* To do *
If a line in the listing below includes the string "derive", pull it out.

>>

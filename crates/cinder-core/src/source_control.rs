//! Source control trait and configuration.
//!
//! Adapters wrap a VCS command-line client (Git, Subversion). Every operation
//! is a blocking external process from the caller's point of view, so the
//! trait is async and callers await each call before moving on.

use async_trait::async_trait;
use serde::{Deserialize, Serialize};
use std::path::Path;

use crate::{Result, Revision};

/// Kind of version control system backing a project.
#[derive(Debug, Clone, Copy, PartialEq, Eq, Hash, Serialize, Deserialize)]
#[serde(rename_all = "lowercase")]
pub enum VcsKind {
    Git,
    Subversion,
}

impl std::fmt::Display for VcsKind {
    fn fmt(&self, f: &mut std::fmt::Formatter<'_>) -> std::fmt::Result {
        match self {
            VcsKind::Git => write!(f, "git"),
            VcsKind::Subversion => write!(f, "subversion"),
        }
    }
}

impl std::str::FromStr for VcsKind {
    type Err = String;

    fn from_str(s: &str) -> std::result::Result<Self, Self::Err> {
        match s.to_lowercase().as_str() {
            "git" => Ok(VcsKind::Git),
            "subversion" | "svn" => Ok(VcsKind::Subversion),
            _ => Err(format!("Unknown source control kind: {}", s)),
        }
    }
}

/// Persisted choice of source control for a project.
#[derive(Debug, Clone, PartialEq, Eq, Serialize, Deserialize)]
#[serde(tag = "kind", rename_all = "lowercase")]
pub enum SourceControlConfig {
    Git {
        /// Remote repository URL.
        repository: String,
        /// Branch to track. `None` follows the remote's default branch.
        branch: Option<String>,
        /// Update submodules along with the main working copy.
        submodules: bool,
    },
    Subversion {
        /// Repository URL (including the path to trunk/branch).
        repository: String,
    },
}

impl SourceControlConfig {
    pub fn git(repository: impl Into<String>) -> Self {
        SourceControlConfig::Git {
            repository: repository.into(),
            branch: None,
            submodules: false,
        }
    }

    pub fn subversion(repository: impl Into<String>) -> Self {
        SourceControlConfig::Subversion {
            repository: repository.into(),
        }
    }

    pub fn kind(&self) -> VcsKind {
        match self {
            SourceControlConfig::Git { .. } => VcsKind::Git,
            SourceControlConfig::Subversion { .. } => VcsKind::Subversion,
        }
    }

    pub fn repository(&self) -> &str {
        match self {
            SourceControlConfig::Git { repository, .. }
            | SourceControlConfig::Subversion { repository } => repository,
        }
    }
}

/// Uniform interface over a version control client.
///
/// Operations that touch an existing working copy take its path; scratch
/// files go into the working copy's parent (the project directory).
#[async_trait]
pub trait SourceControl: Send + Sync {
    /// Which VCS this adapter drives.
    fn kind(&self) -> VcsKind;

    /// Materialise a fresh working copy at `destination`.
    ///
    /// Fails with [`Error::Checkout`](crate::Error::Checkout); the destination
    /// must be treated as unusable afterwards.
    async fn checkout(&self, destination: &Path) -> Result<()>;

    /// Newest revision known to the repository, without touching the working
    /// copy. `message` holds the changelog since `since` (or this revision's
    /// own message when `since` is `None`).
    async fn latest_revision(&self, work_dir: &Path, since: Option<&Revision>) -> Result<Revision>;

    /// Returns `true` when the remote has nothing new. Otherwise resets the
    /// working copy to the new revision, pushes that revision onto `reasons`
    /// and returns `false`.
    async fn up_to_date(
        &self,
        work_dir: &Path,
        since: Option<&Revision>,
        reasons: &mut Vec<Revision>,
    ) -> Result<bool>;

    /// Fetch remote state and hard-reset the working copy to the tracked tip.
    async fn update(&self, work_dir: &Path) -> Result<()>;
}

#[cfg(test)]
mod tests {
    use super::*;

    #[test]
    fn test_vcs_kind_round_trip() {
        assert_eq!("git".parse::<VcsKind>().unwrap(), VcsKind::Git);
        assert_eq!("svn".parse::<VcsKind>().unwrap(), VcsKind::Subversion);
        assert_eq!(VcsKind::Subversion.to_string(), "subversion");
        assert!("hg".parse::<VcsKind>().is_err());
    }

    #[test]
    fn test_config_accessors() {
        let config = SourceControlConfig::git("https://example.com/repo.git");
        assert_eq!(config.kind(), VcsKind::Git);
        assert_eq!(config.repository(), "https://example.com/repo.git");
    }
}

<<

* Answer to this task *
#[derive(Debug, Clone, Copy, PartialEq, Eq, Hash, Serialize, Deserialize)]
#[derive(Debug, Clone, PartialEq, Eq, Serialize, Deserialize)]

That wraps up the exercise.